Task input:
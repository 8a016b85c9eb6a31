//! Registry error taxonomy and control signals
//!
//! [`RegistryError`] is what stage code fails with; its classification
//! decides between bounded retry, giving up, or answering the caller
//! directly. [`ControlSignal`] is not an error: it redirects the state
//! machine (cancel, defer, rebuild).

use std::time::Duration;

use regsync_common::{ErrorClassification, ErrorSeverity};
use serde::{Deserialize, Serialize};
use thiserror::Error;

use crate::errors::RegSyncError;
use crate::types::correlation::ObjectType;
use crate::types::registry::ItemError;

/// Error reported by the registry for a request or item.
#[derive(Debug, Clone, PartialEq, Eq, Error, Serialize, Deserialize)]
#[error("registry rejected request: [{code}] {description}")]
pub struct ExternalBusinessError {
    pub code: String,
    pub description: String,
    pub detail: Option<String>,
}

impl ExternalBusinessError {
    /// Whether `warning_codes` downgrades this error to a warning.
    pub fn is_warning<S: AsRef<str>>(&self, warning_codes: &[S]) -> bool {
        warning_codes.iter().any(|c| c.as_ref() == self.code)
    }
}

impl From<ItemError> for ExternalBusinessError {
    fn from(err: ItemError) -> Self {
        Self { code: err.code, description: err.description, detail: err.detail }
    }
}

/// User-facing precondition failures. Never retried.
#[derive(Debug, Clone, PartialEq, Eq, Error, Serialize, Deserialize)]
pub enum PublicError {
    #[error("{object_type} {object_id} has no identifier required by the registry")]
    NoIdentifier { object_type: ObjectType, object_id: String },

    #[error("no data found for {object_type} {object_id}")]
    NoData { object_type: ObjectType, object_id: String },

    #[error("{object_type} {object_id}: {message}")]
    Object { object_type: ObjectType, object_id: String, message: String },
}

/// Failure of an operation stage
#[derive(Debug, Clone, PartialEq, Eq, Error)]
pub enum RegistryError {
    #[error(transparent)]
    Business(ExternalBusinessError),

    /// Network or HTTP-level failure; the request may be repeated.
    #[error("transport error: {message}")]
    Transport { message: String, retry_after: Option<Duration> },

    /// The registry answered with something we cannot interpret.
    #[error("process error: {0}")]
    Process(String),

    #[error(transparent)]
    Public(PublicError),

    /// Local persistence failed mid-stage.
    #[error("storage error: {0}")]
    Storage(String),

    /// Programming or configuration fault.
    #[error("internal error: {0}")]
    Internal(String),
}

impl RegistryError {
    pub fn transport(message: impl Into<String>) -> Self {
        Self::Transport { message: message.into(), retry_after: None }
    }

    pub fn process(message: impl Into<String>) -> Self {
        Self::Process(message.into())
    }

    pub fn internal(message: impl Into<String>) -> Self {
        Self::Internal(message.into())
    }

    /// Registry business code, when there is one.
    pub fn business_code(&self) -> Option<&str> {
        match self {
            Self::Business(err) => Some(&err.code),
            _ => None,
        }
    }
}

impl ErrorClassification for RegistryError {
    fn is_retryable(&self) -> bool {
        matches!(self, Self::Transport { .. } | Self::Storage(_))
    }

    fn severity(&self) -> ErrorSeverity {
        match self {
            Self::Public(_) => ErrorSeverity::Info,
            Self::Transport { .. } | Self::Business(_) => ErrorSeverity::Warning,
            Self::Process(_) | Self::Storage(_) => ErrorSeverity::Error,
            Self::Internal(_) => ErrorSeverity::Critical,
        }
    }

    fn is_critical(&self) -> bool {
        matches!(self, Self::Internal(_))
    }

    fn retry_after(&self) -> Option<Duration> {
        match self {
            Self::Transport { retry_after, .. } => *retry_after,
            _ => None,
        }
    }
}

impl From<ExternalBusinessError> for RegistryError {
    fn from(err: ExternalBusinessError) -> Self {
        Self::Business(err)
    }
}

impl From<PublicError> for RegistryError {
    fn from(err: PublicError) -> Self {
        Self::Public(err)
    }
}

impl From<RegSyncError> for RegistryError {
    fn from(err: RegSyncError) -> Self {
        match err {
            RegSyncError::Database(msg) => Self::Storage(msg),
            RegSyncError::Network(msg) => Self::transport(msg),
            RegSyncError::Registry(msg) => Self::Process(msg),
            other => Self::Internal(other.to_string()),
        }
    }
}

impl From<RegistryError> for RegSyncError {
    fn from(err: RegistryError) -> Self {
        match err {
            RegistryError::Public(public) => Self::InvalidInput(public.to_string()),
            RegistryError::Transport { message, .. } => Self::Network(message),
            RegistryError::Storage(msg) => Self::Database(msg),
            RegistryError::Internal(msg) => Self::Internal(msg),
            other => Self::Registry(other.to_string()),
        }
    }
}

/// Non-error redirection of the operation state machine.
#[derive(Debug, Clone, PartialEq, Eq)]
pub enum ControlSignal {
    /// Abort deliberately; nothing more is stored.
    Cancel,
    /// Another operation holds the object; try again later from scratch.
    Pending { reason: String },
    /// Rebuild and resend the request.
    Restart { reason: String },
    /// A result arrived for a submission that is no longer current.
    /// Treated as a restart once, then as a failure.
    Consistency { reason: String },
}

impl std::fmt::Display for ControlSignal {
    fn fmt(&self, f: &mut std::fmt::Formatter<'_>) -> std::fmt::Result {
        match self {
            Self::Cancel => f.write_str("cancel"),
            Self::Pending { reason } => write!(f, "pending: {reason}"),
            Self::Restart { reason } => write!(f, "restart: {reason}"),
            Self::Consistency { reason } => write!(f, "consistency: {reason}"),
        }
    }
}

What you will do: Copy every entry exactly, leaving nothing out.

Worked solution:
repository 8a016b85c9eb6a31
//! Registry error taxonomy and control signals
//!
//! [`RegistryError`] is what stage code fails with; its classification
//! decides between bounded retry, giving up, or answering the caller
//! directly. [`ControlSignal`] is not an error: it redirects the state
//! machine (cancel, defer, rebuild).

use std::time::Duration;

use regsync_common::{ErrorClassification, ErrorSeverity};
use serde::{Deserialize, Serialize};
use thiserror::Error;

use crate::errors::RegSyncError;
use crate::types::correlation::ObjectType;
use crate::types::registry::ItemError;

/// Error reported by the registry for a request or item.
#[derive(Debug, Clone, PartialEq, Eq, Error, Serialize, Deserialize)]
#[error("registry rejected request: [{code}] {description}")]
pub struct ExternalBusinessError {
    pub code: String,
    pub description: String,
    pub detail: Option<String>,
}

impl ExternalBusinessError {
    /// Whether `warning_codes` downgrades this error to a warning.
    pub fn is_warning<S: AsRef<str>>(&self, warning_codes: &[S]) -> bool {
        warning_codes.iter().any(|c| c.as_ref() == self.code)
    }
}

impl From<ItemError> for ExternalBusinessError {
    fn from(err: ItemError) -> Self {
        Self { code: err.code, description: err.description, detail: err.detail }
    }
}

/// User-facing precondition failures. Never retried.
#[derive(Debug, Clone, PartialEq, Eq, Error, Serialize, Deserialize)]
pub enum PublicError {
    #[error("{object_type} {object_id} has no identifier required by the registry")]
    NoIdentifier { object_type: ObjectType, object_id: String },

    #[error("no data found for {object_type} {object_id}")]
    NoData { object_type: ObjectType, object_id: String },

    #[error("{object_type} {object_id}: {message}")]
    Object { object_type: ObjectType, object_id: String, message: String },
}

/// Failure of an operation stage
#[derive(Debug, Clone, PartialEq, Eq, Error)]
pub enum RegistryError {
    #[error(transparent)]
    Business(ExternalBusinessError),

    /// Network or HTTP-level failure; the request may be repeated.
    #[error("transport error: {message}")]
    Transport { message: String, retry_after: Option<Duration> },

    /// The registry answered with something we cannot interpret.
    #[error("process error: {0}")]
    Process(String),

    #[error(transparent)]
    Public(PublicError),

    /// Local persistence failed mid-stage.
    #[error("storage error: {0}")]
    Storage(String),

    /// Programming or configuration fault.
    #[error("internal error: {0}")]
    Internal(String),
}

impl RegistryError {
    pub fn transport(message: impl Into<String>) -> Self {
        Self::Transport { message: message.into(), retry_after: None }
    }

    pub fn process(message: impl Into<String>) -> Self {
        Self::Process(message.into())
    }

    pub fn internal(message: impl Into<String>) -> Self {
        Self::Internal(message.into())
    }

    /// Registry business code, when there is one.
    pub fn business_code(&self) -> Option<&str> {
        match self {
            Self::Business(err) => Some(&err.code),
            _ => None,
        }
    }
}

impl ErrorClassification for RegistryError {
    fn is_retryable(&self) -> bool {
        matches!(self, Self::Transport { .. } | Self::Storage(_))
    }

    fn severity(&self) -> ErrorSeverity {
        match self {
            Self::Public(_) => ErrorSeverity::Info,
            Self::Transport { .. } | Self::Business(_) => ErrorSeverity::Warning,
            Self::Process(_) | Self::Storage(_) => ErrorSeverity::Error,
            Self::Internal(_) => ErrorSeverity::Critical,
        }
    }

    fn is_critical(&self) -> bool {
        matches!(self, Self::Internal(_))
    }

    fn retry_after(&self) -> Option<Duration> {
        match self {
            Self::Transport { retry_after, .. } => *retry_after,
            _ => None,
        }
    }
}

impl From<ExternalBusinessError> for RegistryError {
    fn from(err: ExternalBusinessError) -> Self {
        Self::Business(err)
    }
}

impl From<PublicError> for RegistryError {
    fn from(err: PublicError) -> Self {
        Self::Public(err)
    }
}

impl From<RegSyncError> for RegistryError {
    fn from(err: RegSyncError) -> Self {
        match err {
            RegSyncError::Database(msg) => Self::Storage(msg),
            RegSyncError::Network(msg) => Self::transport(msg),
            RegSyncError::Registry(msg) => Self::Process(msg),
            other => Self::Internal(other.to_string()),
        }
    }
}

impl From<RegistryError> for RegSyncError {
    fn from(err: RegistryError) -> Self {
        match err {
            RegistryError::Public(public) => Self::InvalidInput(public.to_string()),
            RegistryError::Transport { message, .. } => Self::Network(message),
            RegistryError::Storage(msg) => Self::Database(msg),
            RegistryError::Internal(msg) => Self::Internal(msg),
            other => Self::Registry(other.to_string()),
        }
    }
}

/// Non-error redirection of the operation state machine.
#[derive(Debug, Clone, PartialEq, Eq)]
pub enum ControlSignal {
    /// Abort deliberately; nothing more is stored.
    Cancel,
    /// Another operation holds the object; try again later from scratch.
    Pending { reason: String },
    /// Rebuild and resend the request.
    Restart { reason: String },
    /// A result arrived for a submission that is no longer current.
    /// Treated as a restart once, then as a failure.
    Consistency { reason: String },
}

impl std::fmt::Display for ControlSignal {
    fn fmt(&self, f: &mut std::fmt::Formatter<'_>) -> std::fmt::Result {
        match self {
            Self::Cancel => f.write_str("cancel"),
            Self::Pending { reason } => write!(f, "pending: {reason}"),
            Self::Restart { reason } => write!(f, "restart: {reason}"),
            Self::Consistency { reason } => write!(f, "consistency: {reason}"),
        }
    }
}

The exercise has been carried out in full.